▸ **Problem to work on**
Filter the entries down to the lines holding "BaseCurrencyMismatch", then copy those lines.

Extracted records
· · · · · · ·
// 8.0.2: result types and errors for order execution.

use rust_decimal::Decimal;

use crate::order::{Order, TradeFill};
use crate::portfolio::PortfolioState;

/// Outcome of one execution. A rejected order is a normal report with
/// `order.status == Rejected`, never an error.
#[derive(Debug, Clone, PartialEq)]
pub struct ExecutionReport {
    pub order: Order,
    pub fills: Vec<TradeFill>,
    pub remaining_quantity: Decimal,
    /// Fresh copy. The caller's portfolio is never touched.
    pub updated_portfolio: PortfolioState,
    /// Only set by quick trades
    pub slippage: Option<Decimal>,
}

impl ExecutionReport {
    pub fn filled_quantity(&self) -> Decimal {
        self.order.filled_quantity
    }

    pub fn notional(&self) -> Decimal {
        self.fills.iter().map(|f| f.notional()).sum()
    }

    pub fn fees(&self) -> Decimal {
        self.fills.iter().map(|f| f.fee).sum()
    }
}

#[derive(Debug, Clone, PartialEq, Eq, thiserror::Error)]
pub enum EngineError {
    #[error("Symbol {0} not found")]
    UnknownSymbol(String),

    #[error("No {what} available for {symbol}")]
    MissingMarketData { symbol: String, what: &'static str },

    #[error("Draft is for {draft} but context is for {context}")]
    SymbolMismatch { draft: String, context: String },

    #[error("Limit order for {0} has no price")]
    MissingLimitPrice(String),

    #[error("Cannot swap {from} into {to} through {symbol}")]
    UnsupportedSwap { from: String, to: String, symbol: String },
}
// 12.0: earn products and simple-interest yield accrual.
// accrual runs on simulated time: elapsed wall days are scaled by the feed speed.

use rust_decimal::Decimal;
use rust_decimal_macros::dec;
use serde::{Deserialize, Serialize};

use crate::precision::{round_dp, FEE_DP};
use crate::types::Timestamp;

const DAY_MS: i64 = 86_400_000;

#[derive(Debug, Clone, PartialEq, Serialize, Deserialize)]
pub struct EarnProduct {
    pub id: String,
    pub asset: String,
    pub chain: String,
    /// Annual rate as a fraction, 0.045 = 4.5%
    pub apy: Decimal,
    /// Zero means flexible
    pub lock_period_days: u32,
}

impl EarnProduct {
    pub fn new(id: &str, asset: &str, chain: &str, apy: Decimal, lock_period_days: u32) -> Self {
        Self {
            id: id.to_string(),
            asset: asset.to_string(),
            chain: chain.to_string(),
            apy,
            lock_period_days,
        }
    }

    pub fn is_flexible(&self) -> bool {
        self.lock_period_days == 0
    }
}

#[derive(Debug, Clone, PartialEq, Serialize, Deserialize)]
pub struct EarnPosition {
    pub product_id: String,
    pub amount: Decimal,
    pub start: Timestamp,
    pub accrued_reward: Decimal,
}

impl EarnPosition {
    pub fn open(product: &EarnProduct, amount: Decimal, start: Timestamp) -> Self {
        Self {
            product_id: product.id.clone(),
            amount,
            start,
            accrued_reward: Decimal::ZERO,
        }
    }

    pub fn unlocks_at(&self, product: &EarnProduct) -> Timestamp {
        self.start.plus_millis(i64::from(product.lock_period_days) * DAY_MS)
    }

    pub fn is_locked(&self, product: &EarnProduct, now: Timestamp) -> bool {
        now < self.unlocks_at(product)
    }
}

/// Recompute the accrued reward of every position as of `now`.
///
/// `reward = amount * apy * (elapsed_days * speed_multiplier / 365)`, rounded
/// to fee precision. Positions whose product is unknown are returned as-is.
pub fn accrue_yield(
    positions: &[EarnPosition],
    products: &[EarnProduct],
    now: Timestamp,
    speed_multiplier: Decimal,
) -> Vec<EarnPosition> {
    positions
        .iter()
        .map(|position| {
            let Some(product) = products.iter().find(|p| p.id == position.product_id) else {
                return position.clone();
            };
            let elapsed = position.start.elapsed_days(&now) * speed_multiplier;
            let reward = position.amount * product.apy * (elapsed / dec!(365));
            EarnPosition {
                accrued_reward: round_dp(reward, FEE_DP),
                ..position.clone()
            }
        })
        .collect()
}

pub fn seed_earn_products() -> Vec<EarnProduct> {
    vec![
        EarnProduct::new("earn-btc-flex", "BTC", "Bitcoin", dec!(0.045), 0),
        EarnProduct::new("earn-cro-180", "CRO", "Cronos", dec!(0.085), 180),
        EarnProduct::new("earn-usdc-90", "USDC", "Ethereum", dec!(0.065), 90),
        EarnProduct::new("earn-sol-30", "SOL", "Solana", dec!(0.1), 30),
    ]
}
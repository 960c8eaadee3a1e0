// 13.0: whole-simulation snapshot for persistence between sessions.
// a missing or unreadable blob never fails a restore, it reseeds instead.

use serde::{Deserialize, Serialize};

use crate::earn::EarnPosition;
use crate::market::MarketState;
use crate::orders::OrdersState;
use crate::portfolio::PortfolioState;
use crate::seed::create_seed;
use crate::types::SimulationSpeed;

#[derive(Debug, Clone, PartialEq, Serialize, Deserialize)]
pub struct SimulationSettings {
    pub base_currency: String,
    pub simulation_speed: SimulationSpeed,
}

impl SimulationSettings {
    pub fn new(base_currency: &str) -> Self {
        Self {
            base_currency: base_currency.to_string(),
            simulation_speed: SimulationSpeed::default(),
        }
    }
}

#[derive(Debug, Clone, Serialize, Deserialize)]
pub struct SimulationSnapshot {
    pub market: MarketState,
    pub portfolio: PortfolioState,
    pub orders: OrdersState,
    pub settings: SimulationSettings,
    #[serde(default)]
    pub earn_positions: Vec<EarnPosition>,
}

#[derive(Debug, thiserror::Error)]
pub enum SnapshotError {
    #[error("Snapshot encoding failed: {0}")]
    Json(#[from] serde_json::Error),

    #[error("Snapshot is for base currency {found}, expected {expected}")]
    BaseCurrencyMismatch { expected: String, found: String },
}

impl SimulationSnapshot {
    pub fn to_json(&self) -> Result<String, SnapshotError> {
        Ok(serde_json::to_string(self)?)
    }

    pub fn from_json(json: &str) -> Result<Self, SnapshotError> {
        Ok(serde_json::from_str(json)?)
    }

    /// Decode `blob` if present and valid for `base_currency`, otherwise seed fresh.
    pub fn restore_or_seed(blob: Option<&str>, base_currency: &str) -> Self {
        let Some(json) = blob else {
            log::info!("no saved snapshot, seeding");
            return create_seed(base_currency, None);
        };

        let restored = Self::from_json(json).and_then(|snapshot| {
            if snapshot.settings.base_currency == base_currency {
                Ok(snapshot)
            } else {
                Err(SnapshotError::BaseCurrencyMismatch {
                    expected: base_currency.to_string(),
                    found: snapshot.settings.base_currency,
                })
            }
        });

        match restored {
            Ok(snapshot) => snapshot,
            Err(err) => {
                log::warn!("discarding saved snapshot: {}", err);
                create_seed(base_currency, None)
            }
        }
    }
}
· · · · · · ·
▸ **Your response**
    BaseCurrencyMismatch { expected: String, found: String },
                Err(SnapshotError::BaseCurrencyMismatch {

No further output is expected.